Naloxone acceptance by outpatient veterans: A risk-prioritized telephone outreach event

August 22, 2020



Opioid overdose is a major public health concern in the United States. Naloxone education and distribution can decrease the risk of overdose deaths. A previous study showed that a longitudinal, multi-attempt telephone intervention by a single pharmacy resident was effective for distributing naloxone to a high-risk veteran population.


The purpose of this project was to investigate whether a team-based, single-attempt telephone outreach event is effective for distributing naloxone to at-risk outpatient veterans.


The Risk Index for Overdose or Serious Opioid-Induced Respiratory Depression (RIOSORD) tool was used to identify patients with risk class ≥4. Pharmacy trainees contacted 164 patients and offered naloxone.
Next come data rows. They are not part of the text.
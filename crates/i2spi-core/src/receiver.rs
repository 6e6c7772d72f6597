//! I2C write-only peripheral state machine.
//!
//! Works purely on the synchronized wires from [`LineSync`]. Bits are
//! sampled on SCL rising edges. The acknowledge pull is applied after the
//! eighth falling edge and released after the ninth, so SDA never moves
//! while SCL is high.

use log::{debug, info};

use crate::sync::{BusCondition, LineSync, Wire};

#[derive(Debug, Clone, Copy, PartialEq, Eq)]
pub struct ReceivedByte {
    pub value: u8,
    /// First data byte since START: the target register on the SPI side.
    pub is_register: bool,
}

/// Per-tick pulse describing what the receiver just did.
#[derive(Debug, Clone, Copy, PartialEq, Eq)]
pub enum RxEvent {
    Matched { header: u8 },
    Nacked { header: u8 },
    Byte(ReceivedByte),
}

/// Progress through the ninth (acknowledge) clock.
#[derive(Debug, Clone, Copy, PartialEq, Eq)]
pub enum AckPhase {
    /// Byte complete, waiting for SCL to drop before pulling SDA.
    Pending,
    /// SDA pulled, waiting for the host to raise SCL.
    Driven,
    /// Host has clocked the ACK; release on the next falling edge.
    Clocked,
}

#[derive(Debug, Clone, Copy, PartialEq, Eq)]
pub enum RxState {
    Idle,
    Address,
    AckAddr(AckPhase),
    Data,
    AckData(AckPhase),
    Nack,
}

#[derive(Debug, Clone, PartialEq, Eq)]
pub struct I2cReceiver {
    address: u8,
    state: RxState,
    shift: u8,
    bits: u8,
    first_data: bool,
    active: bool,
    sda_pull: bool,
    event: Option<RxEvent>,
}

impl I2cReceiver {
    pub fn new(address: u8) -> Self {
        Self {
            address,
            state: RxState::Idle,
            shift: 0,
            bits: 0,
            first_data: false,
            active: false,
            sda_pull: false,
            event: None,
        }
    }

    pub fn reset(&mut self) {
        *self = Self::new(self.address);
    }

    pub fn state(&self) -> RxState {
        self.state
    }

    /// Transaction open between START and STOP.
    pub fn is_active(&self) -> bool {
        self.active
    }

    /// Open-drain enable for SDA.
    pub fn sda_pull(&self) -> bool {
        self.sda_pull
    }

    pub fn event(&self) -> Option<RxEvent> {
        self.event
    }

    pub fn received(&self) -> Option<ReceivedByte> {
        match self.event {
            Some(RxEvent::Byte(byte)) => Some(byte),
            _ => None,
        }
    }

    pub fn step(&mut self, lines: &LineSync) {
        self.event = None;

        match lines.condition() {
            Some(BusCondition::Start) => {
                if self.active {
                    debug!("i2c: repeated start");
                } else {
                    debug!("i2c: start");
                }
                self.begin();
                return;
            }
            Some(BusCondition::Stop) => {
                debug!("i2c: stop");
                self.state = RxState::Idle;
                self.active = false;
                self.sda_pull = false;
                return;
            }
            None => {}
        }

        let rose = lines.rising(Wire::Scl);
        let fell = lines.falling(Wire::Scl);
        let sda = lines.stable(Wire::Sda);

        self.state = match self.state {
            RxState::Idle => RxState::Idle,
            RxState::Address => match self.clock_in(rose, sda) {
                Some(header) => self.check_header(header),
                None => RxState::Address,
            },
            RxState::AckAddr(phase) => match self.acknowledge(phase, rose, fell) {
                Some(next) => RxState::AckAddr(next),
                None => RxState::Data,
            },
            RxState::Data => match self.clock_in(rose, sda) {
                Some(value) => {
                    let byte = ReceivedByte {
                        value,
                        is_register: std::mem::take(&mut self.first_data),
                    };
                    debug!("i2c: received {:#04x} (register: {})", value, byte.is_register);
                    self.event = Some(RxEvent::Byte(byte));
                    RxState::AckData(AckPhase::Pending)
                }
                None => RxState::Data,
            },
            RxState::AckData(phase) => match self.acknowledge(phase, rose, fell) {
                Some(next) => RxState::AckData(next),
                None => RxState::Data,
            },
            RxState::Nack => {
                self.sda_pull = false;
                RxState::Nack
            }
        };
    }

    fn begin(&mut self) {
        self.state = RxState::Address;
        self.shift = 0;
        self.bits = 0;
        self.first_data = true;
        self.active = true;
        self.sda_pull = false;
    }

    fn clock_in(&mut self, rose: bool, sda: bool) -> Option<u8> {
        if !rose {
            return None;
        }
        self.shift = self.shift << 1 | sda as u8;
        self.bits += 1;
        if self.bits < 8 {
            return None;
        }
        self.bits = 0;
        Some(std::mem::take(&mut self.shift))
    }

    fn check_header(&mut self, header: u8) -> RxState {
        let write = header & 0x1 == 0;
        if header >> 1 == self.address && write {
            debug!("i2c: address {:#04x} matched", self.address);
            self.event = Some(RxEvent::Matched { header });
            RxState::AckAddr(AckPhase::Pending)
        } else {
            info!(
                "i2c: not acknowledging {:#04x} ({})",
                header >> 1,
                if write { "write" } else { "read" }
            );
            self.event = Some(RxEvent::Nacked { header });
            RxState::Nack
        }
    }

    /// Returns the next phase, or `None` once the acknowledge clock is over.
    fn acknowledge(&mut self, phase: AckPhase, rose: bool, fell: bool) -> Option<AckPhase> {
        match phase {
            AckPhase::Pending if fell => {
                self.sda_pull = true;
                Some(AckPhase::Driven)
            }
            AckPhase::Driven if rose => Some(AckPhase::Clocked),
            AckPhase::Clocked if fell => {
                self.sda_pull = false;
                self.bits = 0;
                self.shift = 0;
                None
            }
            _ => Some(phase),
        }
    }
}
The primary outcome was the proportion of patients with RIOSORD risk class ≥4 who had naloxone before versus after the intervention.


The proportion of patients with RIOSORD class ≥4 who had a naloxone kit before and after the event was 0.28 and 0.63, respectively (difference = 0.35, p < 1 × 10−6). Per-protocol analysis showed that of 164 patients contacted, 67% were reached (n = 109) and 80 patients accepted naloxone, corresponding to a 73% acceptance rate for those reached.


A team-based telephone outreach event is an effective method for distributing naloxone to at-risk outpatient veterans.